* DATA FOR THIS EXERCISE
>>>>
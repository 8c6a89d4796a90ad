//! Error taxonomy for the parsing engine.
//!
//! Every error produced while matching a grammar against input text is an
//! [`Error`], wrapping an [`ErrorKind`] plus the position it occurred at.
//! `Error` renders with `file:line:column`, the offending line, and a caret
//! under the column, matching the format described for user-visible parse
//! failures.

use std::fmt;
use std::sync::Arc;
use thiserror::Error as ThisError;

use crate::buffer::LineInfo;

/// The kind of failure a combinator raised, independent of *where* it
/// happened. Kept separate from [`Error`] so callers can match on kind
/// without string-comparing messages.
#[derive(Debug, Clone, PartialEq, Eq, ThisError)]
pub enum ErrorKind {
    #[error("expecting '{0}'")]
    ExpectedToken(String),

    #[error("expecting pattern '{0}'")]
    ExpectedPattern(String),

    #[error("could not resolve reference to rule '{0}'")]
    UnknownRule(String),

    #[error("no viable option, expected one of {{{}}}", .0.join(", "))]
    NoViableOption(Vec<String>),

    #[error("failed lookahead")]
    LookaheadFailed,

    #[error("{0}")]
    CommittedFailure(Box<ErrorKind>),

    #[error("semantic rule rejected result: {0}")]
    SemanticRejection(String),

    #[error("grammar error: {0}")]
    GrammarError(String),

    #[error("'{0}' is a reserved word")]
    ReservedWord(String),

    #[error("expecting <EOF>")]
    ExpectedEof,
}

/// A parse failure at a specific buffer position.
///
/// Carries enough context (line, column, and the text of the offending
/// line) to render the `file:line:col` + caret format on its own, without
/// the caller needing to go back to the buffer.
#[derive(Debug, Clone, PartialEq, Eq)]
pub struct Error {
    pub kind: ErrorKind,
    pub pos: usize,
    pub line: usize,
    pub column: usize,
    pub line_text: Arc<str>,
    pub filename: Option<Arc<str>>,
}

impl Error {
    pub fn new(kind: ErrorKind, pos: usize, info: LineInfo, filename: Option<Arc<str>>) -> Self {
        Self {
            kind,
            pos,
            line: info.line,
            column: info.column,
            line_text: info.text,
            filename,
        }
    }

    /// Wrap this failure as a committed failure: one that `option`/`choice`
    /// scopes below the cut point must not silently swallow.
    pub fn into_committed(self) -> Self {
        Self {
            kind: ErrorKind::CommittedFailure(Box::new(self.kind)),
            ..self
        }
    }

    pub fn is_committed(&self) -> bool {
        matches!(self.kind, ErrorKind::CommittedFailure(_))
    }

    /// Strip one layer of `CommittedFailure` wrapping, as done by the
    /// innermost enclosing `choice` scope once a cut failure reaches it.
    pub fn uncommit(self) -> Self {
        match self.kind {
            ErrorKind::CommittedFailure(inner) => Self { kind: *inner, ..self },
            other => Self { kind: other, ..self },
        }
    }
}

impl fmt::Display for Error {
    fn fmt(&self, f: &mut fmt::Formatter<'_>) -> fmt::Result {
        let file = self.filename.as_deref().unwrap_or("<input>");
        writeln!(f, "{}:{}:{}: {}", file, self.line + 1, self.column + 1, self.kind)?;
        writeln!(f, "{}", self.line_text)?;
        write!(f, "{}^", " ".repeat(self.column))
    }
}

impl std::error::Error for Error {}

pub type PegResult<T> = Result<T, Error>;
<<<<
* TASK BRIEF
Taking the entries above, write out exactly each line from the one holding "pub fn is_committed(&self)" to the one holding "pub fn uncommit(self)", both included, and stop there.

* RESPONSE TO THE EXERCISE
    pub fn is_committed(&self) -> bool {
        matches!(self.kind, ErrorKind::CommittedFailure(_))
    }

    /// Strip one layer of `CommittedFailure` wrapping, as done by the
    /// innermost enclosing `choice` scope once a cut failure reaches it.
    pub fn uncommit(self) -> Self {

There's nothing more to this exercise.